Intervention: Participants took a 1.5-mg daily oral dose of everolimus for 42 days after surgery.

Main outcomes and measures: The primary outcome measure was safety as determined by adverse events. Secondary outcome measures included change in peak expiratory flow from baseline through 180 days after surgery; change in the luminal area, measured by computed tomographic (CT) scan, from the 14th and the 180th day; and changes in quality-of-life scores.

Results: Of the 8 perimenopausal participants, 7 (median age, 50 years [IQR, 45.0-52.5 years]) completed the study. Compared with baseline at all time points, there was an increase in peak expiratory flow. The median difference in liters per minute was 125 (95% CI, 90-270) on day 7 after surgery; 150 (95% CI, 110-290) on day 14; 138 (95% CI, 116-280) on day 28; 160 (95% CI, 100-270) on day 42; 155 (95% CI, 110-270) on day 60; 140 (95% CI, 100-270) on day 90; and 100 (95% CI, 20-240) on day 180. A decrease in the CT luminal area was observed from the day-14 measure to the day-180 measure (median stenosis, 7.2%; IQR, 1.9%-15.4%). During the trial, 1 participant (14.3%) each developed oral ulcers, a urinary tract infection, and a skin infection.

Conclusions and relevance: In this interventional nonrandomized clinical trial of iSGS, adjuvant everolimus was well-tolerated with minor adverse events. Participants sustained postdilation peak expiratory flow for 13 weeks. These results support proceeding to a phase 2 trial to study drug efficacy and a more detailed investigation of adverse effects.

Trial registration: ClinicalTrials.gov Identifier: NCT05153668.

Figure 1.. Change in Peak Expiratory Flow Values

A, Percentage change in peak expiratory flow relative to 14 days after surgery. The most notable decrease in peak expiratory flow occurs after 90 days. B, Absolute peak expiratory flow values appear stable until 90 days after surgery, after which peak expiratory flow begins to decline. Patient 2 withdrew from the study for personal reasons.
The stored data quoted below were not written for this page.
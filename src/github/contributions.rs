use super::client::GitHubApi;
use crate::config::{MAX_REPOSITORIES, WINDOW_DAYS};
use crate::error::{ContribError, Result};
use crate::model::{RepoEntry, RepoMap, RepoName, Repository, User};
use crate::pool::Progress;
use chrono::{DateTime, Duration, Utc};
use std::collections::BTreeSet;

/// Everything the windowed walk discovered for one user.
#[derive(Debug, Clone)]
pub struct Collection {
    pub user: User,
    pub repos: RepoMap,
    /// Repositories with issue activity; only these go through the issue stage.
    pub issue_repos: BTreeSet<RepoName>,
}

/// Inserts `repo` or refreshes the existing record of the same name.
pub fn merge_repo(repos: &mut RepoMap, repo: Repository) {
    match repos.get_mut(&repo.name) {
        Some(entry) => entry.merge(repo),
        None => {
            repos.insert(repo.name.clone(), RepoEntry::new(repo));
        }
    }
}

pub struct ContributionCollector<'a, C: GitHubApi + ?Sized> {
    api: &'a C,
    window: Duration,
    max_repositories: u32,
}

impl<'a, C: GitHubApi + ?Sized> ContributionCollector<'a, C> {
    pub fn new(api: &'a C) -> Self {
        Self {
            api,
            window: Duration::days(WINDOW_DAYS),
            max_repositories: MAX_REPOSITORIES,
        }
    }

    /// Walks backward from `now` one window at a time until the window start
    /// passes the account creation date. Any failed window aborts the walk.
    pub async fn collect(
        &self,
        username: &str,
        now: DateTime<Utc>,
        progress: &Progress,
    ) -> Result<Collection> {
        let mut anchor = now;
        let mut created = DateTime::<Utc>::MIN_UTC;
        let mut user: Option<User> = None;
        let mut repos = RepoMap::new();
        let mut issue_repos = BTreeSet::new();

        while anchor > created {
            let to = anchor;
            let from = anchor - self.window;
            progress.set_message(format!(
                "Fetching data from {} to {}",
                from.format("%Y-%m-%d"),
                to.format("%Y-%m-%d")
            ));

            let window = self
                .api
                .contributions(username, from, to, self.max_repositories)
                .await?;

            let cap = self.max_repositories as usize;
            if window.commit_repos.len() >= cap || window.issue_repos.len() >= cap {
                tracing::debug!(%from, %to, cap, "contribution window hit the repository cap");
            }
            tracing::debug!(
                %from,
                %to,
                commit_repos = window.commit_repos.len(),
                issue_repos = window.issue_repos.len(),
                "fetched contribution window"
            );

            for repo in window.commit_repos {
                merge_repo(&mut repos, repo);
            }
            for repo in window.issue_repos {
                issue_repos.insert(repo.name.clone());
                merge_repo(&mut repos, repo);
            }

            created = window.user.created;
            user = Some(window.user);
            anchor = from - Duration::milliseconds(1);
        }

        let user = user.ok_or_else(|| {
            ContribError::Other(format!("no contribution window fetched for '{username}'"))
        })?;

        Ok(Collection {
            user,
            repos,
            issue_repos,
        })
    }
}
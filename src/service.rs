//! Off-thread aggregation with request/response correlation.
//!
//! Every request gets a fresh id and its own reply channel; a reply whose id
//! differs from the request's is rejected rather than handed to the caller.

use crate::aggregate::{collab_graph, lang_series, type_totals};
use crate::dataset::DatasetCache;
use crate::error::{ContribError, Result};
use crate::model::{CollabGraph, LangSeries, TypeTotal};
use std::sync::atomic::{AtomicU64, Ordering};
use std::sync::Arc;
use tokio::sync::{mpsc, oneshot};

#[derive(Debug, Clone, PartialEq, Eq)]
pub enum AggregateRequest {
    Langs { repo: Option<String> },
    Types { repo: Option<String> },
    Graph,
    Uncovered,
    Reload,
}

#[derive(Debug, Clone)]
pub enum AggregateResponse {
    Langs(LangSeries),
    Types(Vec<TypeTotal>),
    Graph(CollabGraph),
    Uncovered(Vec<String>),
    Reloaded,
}

struct Envelope {
    id: u64,
    request: AggregateRequest,
    reply: oneshot::Sender<Reply>,
}

/// A computed answer tagged with the id of the request it was computed for.
pub struct Reply {
    pub id: u64,
    pub result: Result<AggregateResponse>,
}

impl Reply {
    /// The result, if this reply answers request `request_id`. Each request
    /// has its own reply channel; the id check guards against a dispatcher
    /// that routes a job's answer to the wrong requester.
    pub fn answer(self, request_id: u64) -> Result<AggregateResponse> {
        if self.id != request_id {
            return Err(ContribError::Other(format!(
                "aggregation reply {} does not answer request {request_id}",
                self.id
            )));
        }
        self.result
    }
}

pub struct AggregationService {
    tx: mpsc::Sender<Envelope>,
    next_id: AtomicU64,
}

impl AggregationService {
    /// Starts the dispatch loop on the current tokio runtime.
    pub fn spawn(cache: Arc<DatasetCache>, username: impl Into<String>) -> Self {
        let (tx, mut rx) = mpsc::channel::<Envelope>(64);
        let username: Arc<str> = Arc::from(username.into());

        tokio::spawn(async move {
            while let Some(Envelope { id, request, reply }) = rx.recv().await {
                let cache = cache.clone();
                let username = username.clone();
                tokio::task::spawn_blocking(move || {
                    let result = compute(&cache, &username, request);
                    if reply.send(Reply { id, result }).is_err() {
                        tracing::debug!(id, "aggregation requester went away");
                    }
                });
            }
        });

        Self {
            tx,
            next_id: AtomicU64::new(1),
        }
    }

    pub async fn request(&self, request: AggregateRequest) -> Result<AggregateResponse> {
        let id = self.next_id.fetch_add(1, Ordering::Relaxed);
        let (reply_tx, reply_rx) = oneshot::channel();
        self.tx
            .send(Envelope {
                id,
                request,
                reply: reply_tx,
            })
            .await
            .map_err(|_| ContribError::Other("aggregation service stopped".to_string()))?;

        let reply = reply_rx
            .await
            .map_err(|_| ContribError::Other(format!("aggregation request {id} was dropped")))?;
        reply.answer(id)
    }

    pub async fn langs(&self, repo: Option<String>) -> Result<LangSeries> {
        match self.request(AggregateRequest::Langs { repo }).await? {
            AggregateResponse::Langs(series) => Ok(series),
            other => Err(unexpected("langs", &other)),
        }
    }

    pub async fn types(&self, repo: Option<String>) -> Result<Vec<TypeTotal>> {
        match self.request(AggregateRequest::Types { repo }).await? {
            AggregateResponse::Types(totals) => Ok(totals),
            other => Err(unexpected("types", &other)),
        }
    }

    pub async fn graph(&self) -> Result<CollabGraph> {
        match self.request(AggregateRequest::Graph).await? {
            AggregateResponse::Graph(graph) => Ok(graph),
            other => Err(unexpected("graph", &other)),
        }
    }

    pub async fn uncovered(&self) -> Result<Vec<String>> {
        match self.request(AggregateRequest::Uncovered).await? {
            AggregateResponse::Uncovered(paths) => Ok(paths),
            other => Err(unexpected("uncovered", &other)),
        }
    }

    pub async fn reload(&self) -> Result<()> {
        self.request(AggregateRequest::Reload).await.map(|_| ())
    }
}

fn unexpected(expected: &str, got: &AggregateResponse) -> ContribError {
    ContribError::Other(format!("expected {expected} response, got {got:?}"))
}

fn compute(
    cache: &DatasetCache,
    username: &str,
    request: AggregateRequest,
) -> Result<AggregateResponse> {
    match request {
        AggregateRequest::Langs { repo } => {
            let series = match repo {
                Some(repo) => lang_series(&cache.repo_views(&repo)?),
                None => lang_series(&cache.commit_views()?),
            };
            Ok(AggregateResponse::Langs(series))
        }
        AggregateRequest::Types { repo } => {
            let totals = match repo {
                Some(repo) => type_totals(&cache.repo_views(&repo)?),
                None => type_totals(&cache.commit_views()?),
            };
            Ok(AggregateResponse::Types(totals))
        }
        AggregateRequest::Graph => {
            let dataset = cache.dataset()?;
            Ok(AggregateResponse::Graph(collab_graph(username, &dataset.issues)))
        }
        AggregateRequest::Uncovered => {
            cache.commit_views()?;
            Ok(AggregateResponse::Uncovered(cache.classifier().uncovered()))
        }
        AggregateRequest::Reload => {
            cache.reload()?;
            Ok(AggregateResponse::Reloaded)
        }
    }
}
pub mod client;
pub mod contributions;
pub mod issues;
pub mod query;

pub use client::{GitHubApi, GraphQlClient};
pub use contributions::{merge_repo, Collection, ContributionCollector};
pub use issues::{fetch_repo_issues, IssueCollector};
pub use query::{ContributionWindow, IssuePage};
Figure 2.. Axial Computed Tomographic Scans Visualizing Progression of Subglottic Stenosis 14 and 180 Days After Surgery

A, The areas circumscribed (blue lines) by cricoid cartilage (outer circle) and the inner border of scar tissue (inner circle) were calculated. Respectively, participant 1 experienced an 18.8% decrease and participant 3, a 2.4% decrease in patent luminal area between day 14 and day 180 after surgery. B, Increase in percentage of stenosis assessed via computed tomographic (CT) quantification of patent luminal area and change in peak expiratory flow between day 14 and day 180 after surgery demonstrated a significant logarithmic relationship (predicted regression line).